#### WORK ORDER:
Look for "emails" in each line of the records, and copy the lines that have it.

#### SOURCE INFORMATION:
"""

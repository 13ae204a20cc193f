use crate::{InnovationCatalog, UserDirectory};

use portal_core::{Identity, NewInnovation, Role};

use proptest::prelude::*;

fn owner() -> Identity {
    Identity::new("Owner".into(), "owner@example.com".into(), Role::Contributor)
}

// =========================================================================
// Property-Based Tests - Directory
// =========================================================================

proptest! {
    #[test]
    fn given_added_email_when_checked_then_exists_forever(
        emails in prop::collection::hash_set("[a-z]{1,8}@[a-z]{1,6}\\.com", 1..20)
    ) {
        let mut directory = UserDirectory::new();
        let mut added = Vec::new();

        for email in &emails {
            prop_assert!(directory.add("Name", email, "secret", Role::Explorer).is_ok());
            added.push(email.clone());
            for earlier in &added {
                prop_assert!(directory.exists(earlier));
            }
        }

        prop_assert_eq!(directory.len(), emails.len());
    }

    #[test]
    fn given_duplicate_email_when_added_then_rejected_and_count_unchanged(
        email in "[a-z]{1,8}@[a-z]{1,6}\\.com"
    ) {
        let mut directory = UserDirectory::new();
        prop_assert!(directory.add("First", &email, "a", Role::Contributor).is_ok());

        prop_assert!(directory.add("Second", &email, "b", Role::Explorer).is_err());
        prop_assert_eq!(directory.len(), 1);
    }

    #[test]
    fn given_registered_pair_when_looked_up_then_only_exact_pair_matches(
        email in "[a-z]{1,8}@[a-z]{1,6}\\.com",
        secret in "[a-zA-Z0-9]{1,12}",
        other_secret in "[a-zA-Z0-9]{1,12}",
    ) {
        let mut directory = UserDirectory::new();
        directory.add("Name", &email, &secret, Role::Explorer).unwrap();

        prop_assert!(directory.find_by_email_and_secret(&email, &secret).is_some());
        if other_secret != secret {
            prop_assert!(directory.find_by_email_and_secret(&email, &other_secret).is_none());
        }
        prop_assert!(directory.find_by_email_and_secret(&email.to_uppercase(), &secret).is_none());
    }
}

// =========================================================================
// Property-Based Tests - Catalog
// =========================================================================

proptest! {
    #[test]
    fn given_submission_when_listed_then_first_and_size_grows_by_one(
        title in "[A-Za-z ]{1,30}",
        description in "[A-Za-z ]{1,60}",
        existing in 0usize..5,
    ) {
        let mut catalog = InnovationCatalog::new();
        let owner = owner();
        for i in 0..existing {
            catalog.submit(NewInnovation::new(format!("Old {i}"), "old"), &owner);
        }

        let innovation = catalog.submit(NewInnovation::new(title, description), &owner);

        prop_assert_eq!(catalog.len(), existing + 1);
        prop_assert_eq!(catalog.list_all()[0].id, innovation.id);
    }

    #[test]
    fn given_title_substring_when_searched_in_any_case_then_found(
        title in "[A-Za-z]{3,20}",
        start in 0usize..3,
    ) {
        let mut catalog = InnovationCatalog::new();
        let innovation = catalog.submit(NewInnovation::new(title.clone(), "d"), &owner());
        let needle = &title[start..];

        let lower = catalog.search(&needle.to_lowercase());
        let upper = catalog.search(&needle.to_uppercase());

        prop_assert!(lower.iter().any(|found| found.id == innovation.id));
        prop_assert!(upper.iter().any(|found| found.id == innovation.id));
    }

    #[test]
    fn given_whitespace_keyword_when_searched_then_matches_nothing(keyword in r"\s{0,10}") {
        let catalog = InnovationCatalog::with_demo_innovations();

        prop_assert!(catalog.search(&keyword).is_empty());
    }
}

"""

#### WRITTEN RESPONSE:
        emails in prop::collection::hash_set("[a-z]{1,8}@[a-z]{1,6}\\.com", 1..20)
        for email in &emails {
        prop_assert_eq!(directory.len(), emails.len());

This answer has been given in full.